EXERCISE INPUTS:
/*
[INPUT]:  Task execution history
[OUTPUT]: Latest-execution summary: derived status, display timestamps, raw output
[POS]:    Presentational model - command output viewer
[UPDATE]: When the API grows a structured execution status
*/

use std::fmt;

use chrono::{Local, TimeZone};
use taskpanel_client::{Task, TaskExecution, parse_timestamp};

pub const NO_HISTORY: &str = "No execution history available.";
pub const NO_OUTPUT: &str = "No output recorded.";
const DISPLAY_FORMAT: &str = "%Y-%m-%d %H:%M:%S";

#[derive(Debug, Clone, Copy, PartialEq, Eq)]
pub enum ExecutionStatus {
    Failed,
    Succeeded,
    RunningOrUnknown,
}

impl fmt::Display for ExecutionStatus {
    fn fmt(&self, f: &mut fmt::Formatter<'_>) -> fmt::Result {
        let label = match self {
            ExecutionStatus::Failed => "Failed",
            ExecutionStatus::Succeeded => "Succeeded",
            ExecutionStatus::RunningOrUnknown => "Running/Unknown",
        };
        f.write_str(label)
    }
}

/// Status guessed from the captured output text.
///
/// This is a heuristic: the API has no status field, so any output that
/// mentions "error" (any case) or the pod cleanup failure counts as failed.
pub fn derive_status(execution: &TaskExecution) -> ExecutionStatus {
    let output = execution.output.as_deref().unwrap_or_default();
    if output.to_lowercase().contains("error") || output.contains("Failed to clean up pod") {
        return ExecutionStatus::Failed;
    }
    let ended = execution
        .end_time
        .as_deref()
        .is_some_and(|end| !end.is_empty());
    if ended && !output.is_empty() {
        return ExecutionStatus::Succeeded;
    }
    ExecutionStatus::RunningOrUnknown
}

/// Display text for a timestamp in the local time zone.
pub fn format_timestamp(text: Option<&str>) -> String {
    format_timestamp_in(text, &Local)
}

pub fn format_timestamp_in<Tz>(text: Option<&str>, tz: &Tz) -> String
where
    Tz: TimeZone,
    Tz::Offset: fmt::Display,
{
    match text {
        None => "N/A".to_string(),
        Some(text) if text.is_empty() => "N/A".to_string(),
        Some(text) => match parse_timestamp(text) {
            Some(parsed) => parsed.with_timezone(tz).format(DISPLAY_FORMAT).to_string(),
            None => "Invalid Date".to_string(),
        },
    }
}

/// Everything the output view shows for the latest execution.
#[derive(Debug, Clone, PartialEq, Eq)]
pub struct LatestExecution {
    pub status: ExecutionStatus,
    pub started: String,
    pub ended: String,
    pub output: String,
}

#[derive(Debug, Clone, PartialEq, Eq)]
pub enum OutputView {
    NoHistory,
    Latest(LatestExecution),
}

impl OutputView {
    pub fn from_task(task: &Task) -> Self {
        Self::from_task_in(task, &Local)
    }

    pub fn from_task_in<Tz>(task: &Task, tz: &Tz) -> Self
    where
        Tz: TimeZone,
        Tz::Offset: fmt::Display,
    {
        let Some(execution) = task.latest_execution() else {
            return OutputView::NoHistory;
        };
        let output = match execution.output.as_deref() {
            Some(text) if !text.is_empty() => text.to_string(),
            _ => NO_OUTPUT.to_string(),
        };
        OutputView::Latest(LatestExecution {
            status: derive_status(execution),
            started: format_timestamp_in(execution.start_time.as_deref(), tz),
            ended: format_timestamp_in(execution.end_time.as_deref(), tz),
            output,
        })
    }

    /// Plain-text rendering, used by the CLI.
    pub fn to_text(&self) -> String {
        match self {
            OutputView::NoHistory => NO_HISTORY.to_string(),
            OutputView::Latest(latest) => format!(
                "Status: {}\nStart:  {}\nEnd:    {}\n\n{}",
                latest.status, latest.started, latest.ended, latest.output
            ),
        }
    }
}

#[cfg(test)]
mod tests {
    use super::*;
    use chrono::Utc;
    use rstest::rstest;

    fn execution(end_time: Option<&str>, output: Option<&str>) -> TaskExecution {
        TaskExecution {
            id: None,
            start_time: Some("2024-01-01T00:00:00Z".to_string()),
            end_time: end_time.map(str::to_string),
            output: output.map(str::to_string),
        }
    }

    #[rstest]
    #[case(Some("2024-01-01T00:00:01Z"), Some("hi"), ExecutionStatus::Succeeded)]
    #[case(Some("2024-01-01T00:00:01Z"), Some("ERROR: disk full"), ExecutionStatus::Failed)]
    #[case(Some("2024-01-01T00:00:01Z"), Some("0 errors"), ExecutionStatus::Failed)]
    #[case(None, Some("Failed to clean up pod task-exec-1"), ExecutionStatus::Failed)]
    #[case(
        Some("2024-01-01T00:00:01Z"),
        Some("failed to clean up pod"),
        ExecutionStatus::Succeeded
    )]
    #[case(None, Some("hi"), ExecutionStatus::RunningOrUnknown)]
    #[case(Some(""), Some("hi"), ExecutionStatus::RunningOrUnknown)]
    #[case(Some("2024-01-01T00:00:01Z"), None, ExecutionStatus::RunningOrUnknown)]
    #[case(Some("2024-01-01T00:00:01Z"), Some(""), ExecutionStatus::RunningOrUnknown)]
    fn test_derive_status(
        #[case] end_time: Option<&str>,
        #[case] output: Option<&str>,
        #[case] expected: ExecutionStatus,
    ) {
        assert_eq!(derive_status(&execution(end_time, output)), expected);
    }

    #[test]
    fn test_format_timestamp() {
        assert_eq!(format_timestamp_in(None, &Utc), "N/A");
        assert_eq!(format_timestamp_in(Some(""), &Utc), "N/A");
        assert_eq!(format_timestamp_in(Some("garbage"), &Utc), "Invalid Date");
        assert_eq!(
            format_timestamp_in(Some("2024-01-01T00:00:01Z"), &Utc),
            "2024-01-01 00:00:01"
        );
    }

    #[test]
    fn test_no_history() {
        let view = OutputView::from_task_in(&Task::default(), &Utc);
        assert_eq!(view, OutputView::NoHistory);
        assert_eq!(view.to_text(), NO_HISTORY);
    }

    #[test]
    fn test_latest_execution_summary() {
        let task = Task {
            id: Some("t1".to_string()),
            task_executions: vec![
                execution(Some("2024-01-01T00:00:01Z"), Some("boom error")),
                execution(Some("2024-01-01T00:00:01Z"), Some("hi")),
            ],
            ..Task::default()
        };
        let OutputView::Latest(latest) = OutputView::from_task_in(&task, &Utc) else {
            panic!("expected latest execution");
        };
        assert_eq!(latest.status, ExecutionStatus::Succeeded);
        assert_eq!(latest.started, "2024-01-01 00:00:00");
        assert_eq!(latest.ended, "2024-01-01 00:00:01");
        assert_eq!(latest.output, "hi");
    }

    #[test]
    fn test_missing_output_placeholder() {
        let task = Task {
            task_executions: vec![execution(None, None)],
            ..Task::default()
        };
        let OutputView::Latest(latest) = OutputView::from_task_in(&task, &Utc) else {
            panic!("expected latest execution");
        };
        assert_eq!(latest.output, NO_OUTPUT);
        assert_eq!(latest.ended, "N/A");
        assert_eq!(latest.status, ExecutionStatus::RunningOrUnknown);
    }
}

ABOUT THIS TASK:
Say how many lines above contain "LatestExecution", and give no words besides the number.

EXERCISE RESPONSE:
3